In 2007, Block competed in the X Games XIII rally event, where he placed second overall and won a silver medal. In the 2007 Rally America National Championship, Block finished third overall. During this season, Block also entered in a few rounds of the World Rally Championship; Rally Mexico and Rally New Zealand. In Rally New Zealand, Block recorded two top-five stage times in the Group N class. At the end of 2007, Block had achieved 19 podiums and 8 overall victories in rally events.

=== 2008 ===
In 2008, Block was provided with a brand-new rally-prepped 2008 Subaru WRX STi to compete. Block competed in the Rallye Baie-des Chaleurs of the Canadian Rally Championship to gain some experience with his new 2008 rally car and prepare for the World Rally Championships later in the year.
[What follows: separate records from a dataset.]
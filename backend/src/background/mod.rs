//! Background tasks and scheduled jobs.
//!
//! Each submodule provides a long-running async function meant to be
//! spawned with `tokio::spawn`. Every task stops when its
//! [`CancellationToken`] is cancelled.

use std::time::Duration;

use tokio::task::JoinHandle;
use tokio_util::sync::CancellationToken;

use crate::AppState;

pub mod certificate_expiry;
pub mod notification_dispatch;
pub mod overdue_assignments;
pub mod points_reset;

/// Spawn every periodic job configured for this process
pub fn spawn_all(state: &AppState, cancel: &CancellationToken) -> Vec<JoinHandle<()>> {
    let jobs = &state.config.jobs;
    if !jobs.enabled {
        tracing::info!("Background jobs disabled");
        return Vec::new();
    }

    vec![
        tokio::spawn(certificate_expiry::run(
            state.db.clone(),
            state.config.certificates.clone(),
            every(jobs.certificate_sweep_secs),
            cancel.clone(),
        )),
        tokio::spawn(overdue_assignments::run(
            state.db.clone(),
            every(jobs.overdue_sweep_secs),
            cancel.clone(),
        )),
        tokio::spawn(notification_dispatch::run(
            state.db.clone(),
            state.config.notifications.clone(),
            every(jobs.notification_dispatch_secs),
            cancel.clone(),
        )),
        tokio::spawn(points_reset::run(state.db.clone(), cancel.clone())),
    ]
}

/// Zero-second intervals would spin; clamp to one second
fn every(secs: u64) -> Duration {
    Duration::from_secs(secs.max(1))
}

#[cfg(test)]
mod tests {
    use super::*;

    #[test]
    fn test_every_clamps_zero() {
        assert_eq!(every(0), Duration::from_secs(1));
        assert_eq!(every(60), Duration::from_secs(60));
    }
}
He gained his first Canadian rally win at the event. This was only the second event for the new car. Block and his co-driver were unable to get any championship points at the event due to not having a Canadian competition license.
Block competed in the Rally New York USA competition and finished in first place.
In the X Games XIV rally competition, Block finished tied for third place with Dave Mirra. This occurrence was due to both competitors having issues with their car. Block, who made it to the semi-finals of the event, had a radiator problem after landing the car awkwardly on a jump. With both bronze place competitors in damaged cars unable to compete, the medals were awarded to both of them.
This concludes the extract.